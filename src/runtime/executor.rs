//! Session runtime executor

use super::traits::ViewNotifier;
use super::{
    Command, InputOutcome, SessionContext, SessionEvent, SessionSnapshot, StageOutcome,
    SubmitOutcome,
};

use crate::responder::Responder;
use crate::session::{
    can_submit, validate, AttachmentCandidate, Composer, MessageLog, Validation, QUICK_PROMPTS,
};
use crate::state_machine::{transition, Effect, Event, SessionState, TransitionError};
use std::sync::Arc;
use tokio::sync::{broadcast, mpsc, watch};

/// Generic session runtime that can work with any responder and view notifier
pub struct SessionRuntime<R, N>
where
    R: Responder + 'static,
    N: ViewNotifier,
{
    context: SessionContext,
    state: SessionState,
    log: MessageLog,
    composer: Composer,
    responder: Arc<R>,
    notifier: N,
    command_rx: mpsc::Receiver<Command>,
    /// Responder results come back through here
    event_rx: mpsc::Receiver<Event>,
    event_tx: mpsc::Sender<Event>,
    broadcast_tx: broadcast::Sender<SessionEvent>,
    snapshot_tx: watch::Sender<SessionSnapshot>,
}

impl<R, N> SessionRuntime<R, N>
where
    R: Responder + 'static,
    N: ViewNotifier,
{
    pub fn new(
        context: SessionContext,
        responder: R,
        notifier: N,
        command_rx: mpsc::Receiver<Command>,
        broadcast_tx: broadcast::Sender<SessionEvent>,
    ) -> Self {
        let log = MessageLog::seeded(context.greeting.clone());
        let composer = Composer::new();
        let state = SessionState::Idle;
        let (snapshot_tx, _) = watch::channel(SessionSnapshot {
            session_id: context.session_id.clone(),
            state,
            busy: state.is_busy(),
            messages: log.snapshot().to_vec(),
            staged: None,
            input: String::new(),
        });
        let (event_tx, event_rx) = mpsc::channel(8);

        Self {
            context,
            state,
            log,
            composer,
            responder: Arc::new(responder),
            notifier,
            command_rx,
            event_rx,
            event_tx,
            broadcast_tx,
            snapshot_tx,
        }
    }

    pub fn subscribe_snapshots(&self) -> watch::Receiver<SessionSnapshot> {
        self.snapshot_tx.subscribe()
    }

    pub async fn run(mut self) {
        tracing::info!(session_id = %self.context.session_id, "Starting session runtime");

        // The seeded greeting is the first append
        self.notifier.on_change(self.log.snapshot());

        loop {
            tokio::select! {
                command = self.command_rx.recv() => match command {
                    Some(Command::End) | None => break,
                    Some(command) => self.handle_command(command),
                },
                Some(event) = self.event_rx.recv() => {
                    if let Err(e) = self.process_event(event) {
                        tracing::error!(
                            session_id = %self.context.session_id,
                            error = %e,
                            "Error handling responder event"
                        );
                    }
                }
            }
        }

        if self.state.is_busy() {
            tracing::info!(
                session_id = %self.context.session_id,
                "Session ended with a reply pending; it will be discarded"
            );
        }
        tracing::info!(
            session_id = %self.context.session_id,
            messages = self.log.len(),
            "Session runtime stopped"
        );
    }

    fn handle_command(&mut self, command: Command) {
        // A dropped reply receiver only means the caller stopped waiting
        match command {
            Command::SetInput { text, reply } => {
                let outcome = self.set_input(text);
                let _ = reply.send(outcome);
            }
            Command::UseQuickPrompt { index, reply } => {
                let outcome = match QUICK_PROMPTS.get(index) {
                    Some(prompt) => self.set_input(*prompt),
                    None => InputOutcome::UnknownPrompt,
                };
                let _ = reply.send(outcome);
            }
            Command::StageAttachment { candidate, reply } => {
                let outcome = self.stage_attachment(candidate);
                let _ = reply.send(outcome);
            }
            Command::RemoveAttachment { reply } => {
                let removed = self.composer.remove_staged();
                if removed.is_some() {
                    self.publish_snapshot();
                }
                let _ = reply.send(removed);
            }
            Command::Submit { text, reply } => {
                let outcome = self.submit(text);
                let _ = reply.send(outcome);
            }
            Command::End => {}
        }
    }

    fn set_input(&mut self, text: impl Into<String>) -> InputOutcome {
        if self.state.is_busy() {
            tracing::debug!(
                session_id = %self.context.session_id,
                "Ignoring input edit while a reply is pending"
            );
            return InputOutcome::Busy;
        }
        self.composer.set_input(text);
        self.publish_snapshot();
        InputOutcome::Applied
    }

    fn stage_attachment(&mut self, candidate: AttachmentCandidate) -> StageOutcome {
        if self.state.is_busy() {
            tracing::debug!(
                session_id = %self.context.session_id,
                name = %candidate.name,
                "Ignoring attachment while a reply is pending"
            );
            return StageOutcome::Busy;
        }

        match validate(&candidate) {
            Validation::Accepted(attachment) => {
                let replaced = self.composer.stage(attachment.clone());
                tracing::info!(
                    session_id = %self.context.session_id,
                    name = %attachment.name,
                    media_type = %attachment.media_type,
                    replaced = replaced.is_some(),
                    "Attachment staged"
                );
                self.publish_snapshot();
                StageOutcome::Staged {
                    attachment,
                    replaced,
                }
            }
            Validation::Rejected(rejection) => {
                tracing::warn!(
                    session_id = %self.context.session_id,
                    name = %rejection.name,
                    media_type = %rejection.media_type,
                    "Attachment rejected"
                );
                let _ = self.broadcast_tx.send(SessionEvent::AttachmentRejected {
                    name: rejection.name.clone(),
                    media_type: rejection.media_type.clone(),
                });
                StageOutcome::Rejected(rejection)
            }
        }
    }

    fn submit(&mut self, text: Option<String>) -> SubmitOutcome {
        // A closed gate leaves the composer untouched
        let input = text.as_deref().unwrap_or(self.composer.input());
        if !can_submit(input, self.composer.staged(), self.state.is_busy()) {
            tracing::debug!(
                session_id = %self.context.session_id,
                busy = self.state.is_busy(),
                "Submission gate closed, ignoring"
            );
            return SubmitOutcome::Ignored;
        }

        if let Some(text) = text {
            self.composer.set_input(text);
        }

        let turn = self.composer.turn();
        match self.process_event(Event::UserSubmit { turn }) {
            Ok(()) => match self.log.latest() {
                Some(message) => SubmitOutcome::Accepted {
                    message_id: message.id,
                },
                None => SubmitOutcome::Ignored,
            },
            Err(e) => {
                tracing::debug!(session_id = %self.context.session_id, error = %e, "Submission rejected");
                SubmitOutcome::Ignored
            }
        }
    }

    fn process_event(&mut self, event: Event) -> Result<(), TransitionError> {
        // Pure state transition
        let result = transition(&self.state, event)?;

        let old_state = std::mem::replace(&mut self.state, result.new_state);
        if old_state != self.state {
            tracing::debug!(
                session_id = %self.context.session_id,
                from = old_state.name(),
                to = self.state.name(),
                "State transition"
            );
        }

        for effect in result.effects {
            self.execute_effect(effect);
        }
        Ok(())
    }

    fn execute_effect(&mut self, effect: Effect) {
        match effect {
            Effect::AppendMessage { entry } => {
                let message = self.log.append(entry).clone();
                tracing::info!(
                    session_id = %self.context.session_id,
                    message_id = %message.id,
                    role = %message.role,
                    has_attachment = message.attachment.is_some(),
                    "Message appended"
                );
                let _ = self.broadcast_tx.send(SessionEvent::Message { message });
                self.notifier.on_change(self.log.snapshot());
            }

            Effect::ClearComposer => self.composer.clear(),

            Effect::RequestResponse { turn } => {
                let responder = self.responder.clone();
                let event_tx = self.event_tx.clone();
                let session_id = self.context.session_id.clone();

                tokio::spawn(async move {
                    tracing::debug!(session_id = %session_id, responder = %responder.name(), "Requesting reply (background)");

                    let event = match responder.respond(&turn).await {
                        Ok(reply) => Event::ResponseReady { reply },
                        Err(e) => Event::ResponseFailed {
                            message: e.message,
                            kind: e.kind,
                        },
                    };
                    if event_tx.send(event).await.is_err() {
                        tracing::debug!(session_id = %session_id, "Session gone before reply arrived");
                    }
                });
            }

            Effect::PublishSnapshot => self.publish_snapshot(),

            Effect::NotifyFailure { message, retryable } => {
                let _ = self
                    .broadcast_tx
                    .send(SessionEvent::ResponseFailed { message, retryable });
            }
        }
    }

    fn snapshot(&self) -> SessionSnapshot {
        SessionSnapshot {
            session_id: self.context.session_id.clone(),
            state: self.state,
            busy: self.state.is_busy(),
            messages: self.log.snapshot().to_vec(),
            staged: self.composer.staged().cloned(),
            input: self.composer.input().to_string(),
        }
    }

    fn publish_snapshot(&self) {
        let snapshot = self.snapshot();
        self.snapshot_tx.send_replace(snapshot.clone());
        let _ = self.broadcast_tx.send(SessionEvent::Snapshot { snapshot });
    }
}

=-=-=-=-=

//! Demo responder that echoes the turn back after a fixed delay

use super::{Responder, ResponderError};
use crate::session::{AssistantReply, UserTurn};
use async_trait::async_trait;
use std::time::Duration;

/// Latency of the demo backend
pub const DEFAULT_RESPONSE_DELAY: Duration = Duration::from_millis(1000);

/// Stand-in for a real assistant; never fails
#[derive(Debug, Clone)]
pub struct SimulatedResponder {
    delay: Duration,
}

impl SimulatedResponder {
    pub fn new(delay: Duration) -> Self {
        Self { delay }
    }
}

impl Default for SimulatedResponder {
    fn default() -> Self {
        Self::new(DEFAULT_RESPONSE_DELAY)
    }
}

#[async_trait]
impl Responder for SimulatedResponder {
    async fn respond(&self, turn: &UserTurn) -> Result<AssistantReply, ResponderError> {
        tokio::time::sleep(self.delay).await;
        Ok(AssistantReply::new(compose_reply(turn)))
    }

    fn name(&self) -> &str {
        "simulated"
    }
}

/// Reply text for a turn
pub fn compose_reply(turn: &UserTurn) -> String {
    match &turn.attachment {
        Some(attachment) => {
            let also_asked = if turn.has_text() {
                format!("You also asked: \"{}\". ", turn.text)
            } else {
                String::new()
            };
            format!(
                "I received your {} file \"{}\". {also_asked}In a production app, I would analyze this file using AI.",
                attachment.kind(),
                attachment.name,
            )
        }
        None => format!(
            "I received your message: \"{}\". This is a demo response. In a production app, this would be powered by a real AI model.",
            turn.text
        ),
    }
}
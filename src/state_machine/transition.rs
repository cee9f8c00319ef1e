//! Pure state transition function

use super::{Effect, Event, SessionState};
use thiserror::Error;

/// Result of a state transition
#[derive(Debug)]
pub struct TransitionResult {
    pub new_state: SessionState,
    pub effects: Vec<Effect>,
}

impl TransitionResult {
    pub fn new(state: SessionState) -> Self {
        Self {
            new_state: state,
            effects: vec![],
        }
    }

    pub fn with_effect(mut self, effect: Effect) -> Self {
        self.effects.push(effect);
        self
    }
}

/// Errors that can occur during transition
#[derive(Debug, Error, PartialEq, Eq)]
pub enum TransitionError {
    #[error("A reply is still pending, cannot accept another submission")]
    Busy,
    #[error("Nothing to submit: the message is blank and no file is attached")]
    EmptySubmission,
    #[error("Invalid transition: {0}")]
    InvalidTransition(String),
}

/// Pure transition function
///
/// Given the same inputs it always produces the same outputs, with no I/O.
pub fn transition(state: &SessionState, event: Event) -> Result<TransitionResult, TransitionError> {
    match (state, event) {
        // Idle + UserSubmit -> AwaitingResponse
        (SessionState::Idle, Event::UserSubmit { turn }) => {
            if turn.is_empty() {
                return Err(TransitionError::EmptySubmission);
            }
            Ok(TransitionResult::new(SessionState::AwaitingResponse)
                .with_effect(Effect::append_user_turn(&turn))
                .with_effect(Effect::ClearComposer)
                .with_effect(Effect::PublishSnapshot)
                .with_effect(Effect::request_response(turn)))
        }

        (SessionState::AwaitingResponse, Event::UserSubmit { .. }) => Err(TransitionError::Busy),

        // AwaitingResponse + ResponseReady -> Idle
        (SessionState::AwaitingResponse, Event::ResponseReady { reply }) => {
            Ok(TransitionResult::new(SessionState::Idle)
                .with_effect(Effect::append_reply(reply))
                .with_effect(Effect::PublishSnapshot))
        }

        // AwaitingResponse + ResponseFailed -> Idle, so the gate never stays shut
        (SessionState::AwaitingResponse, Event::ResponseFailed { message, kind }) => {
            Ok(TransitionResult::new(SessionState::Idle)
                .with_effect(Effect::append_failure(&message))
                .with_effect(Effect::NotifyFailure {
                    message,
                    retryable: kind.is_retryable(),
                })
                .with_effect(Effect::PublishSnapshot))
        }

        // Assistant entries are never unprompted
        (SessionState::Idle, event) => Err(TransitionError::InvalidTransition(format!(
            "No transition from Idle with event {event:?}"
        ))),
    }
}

=-=-=-=-=

Going through the data, tally the lines containing "never" and report only the result.

3